Life Biosciences, co-founded by Harvard geneticist David Sinclair, announced the clearance today, marking the first time a therapy based on partial epigenetic reprogramming has advanced into human testing.
The upcoming study will evaluate the safety, tolerability, immune response and preliminary visual outcomes of ER-100, an investigational therapy designed to restore aged or damaged retinal cells to a more youthful functional state. The trial will enroll patients with two optic neuropathies characterized by the irreversible loss of retinal ganglion cells, which connect the eye to the brain.
ER-100 is based on research stemming from Nobel Prize-winning discoveries that showed mature cells can be reprogrammed toward a younger state. Rather than fully reverting cells into stem cells, the therapy enables controlled expression of three Yamanaka transcription factors (OCT4, SOX2, and KLF4) to partially reset epigenetic markers associated with aging.

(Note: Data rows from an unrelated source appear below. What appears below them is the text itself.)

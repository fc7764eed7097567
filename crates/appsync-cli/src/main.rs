//! appsync CLI
//!
//! Command-line entry point for syncing a local project with its remote
//! application object store.

mod cli;
mod commands;
mod error;

use clap::Parser;
use colored::Colorize;
use tracing::Level;
use tracing_subscriber::FmtSubscriber;

use cli::{Cli, Commands};
use error::Result;

#[tokio::main]
async fn main() {
    if let Err(e) = run().await {
        eprintln!("{}: {}", "error".red().bold(), e.user_message());
        std::process::exit(1);
    }
}

async fn run() -> Result<()> {
    let cli = Cli::parse();

    if cli.verbose {
        let subscriber = FmtSubscriber::builder()
            .with_max_level(Level::DEBUG)
            .with_target(true)
            .finish();
        tracing::subscriber::set_global_default(subscriber)
            .expect("Failed to set tracing subscriber");
        tracing::debug!("Verbose mode enabled");
    }

    let project_root = std::env::current_dir()?;
    match cli.command {
        Commands::Init => commands::run_init(&project_root),
        Commands::Upload => commands::run_upload(&project_root).await,
        Commands::Download => commands::run_download(&project_root).await,
    }
}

The company’s platform was developed through research refined in academic laboratories, including work associated with Harvard. In preclinical studies, including nonhuman primate models, Life Biosciences reported restoration of youthful DNA methylation patterns and improvements in visual function following intravitreal injection.
The decision to begin in ophthalmology is deliberate. The eye provides a contained environment for gene delivery and allows for quantifiable measures of function, offering a defined clinical setting before potential expansion into additional age-related diseases.
Open-angle glaucoma is a leading cause of blindness worldwide and can progress despite pressure-lowering treatment. NAION, often referred to as a “stroke of the eye,” causes sudden vision loss and currently has no approved therapies.
The Phase 1 trial represents an early-stage evaluation, but it moves cellular rejuvenation from preclinical research into regulated human testing, a step long anticipated in the longevity research field.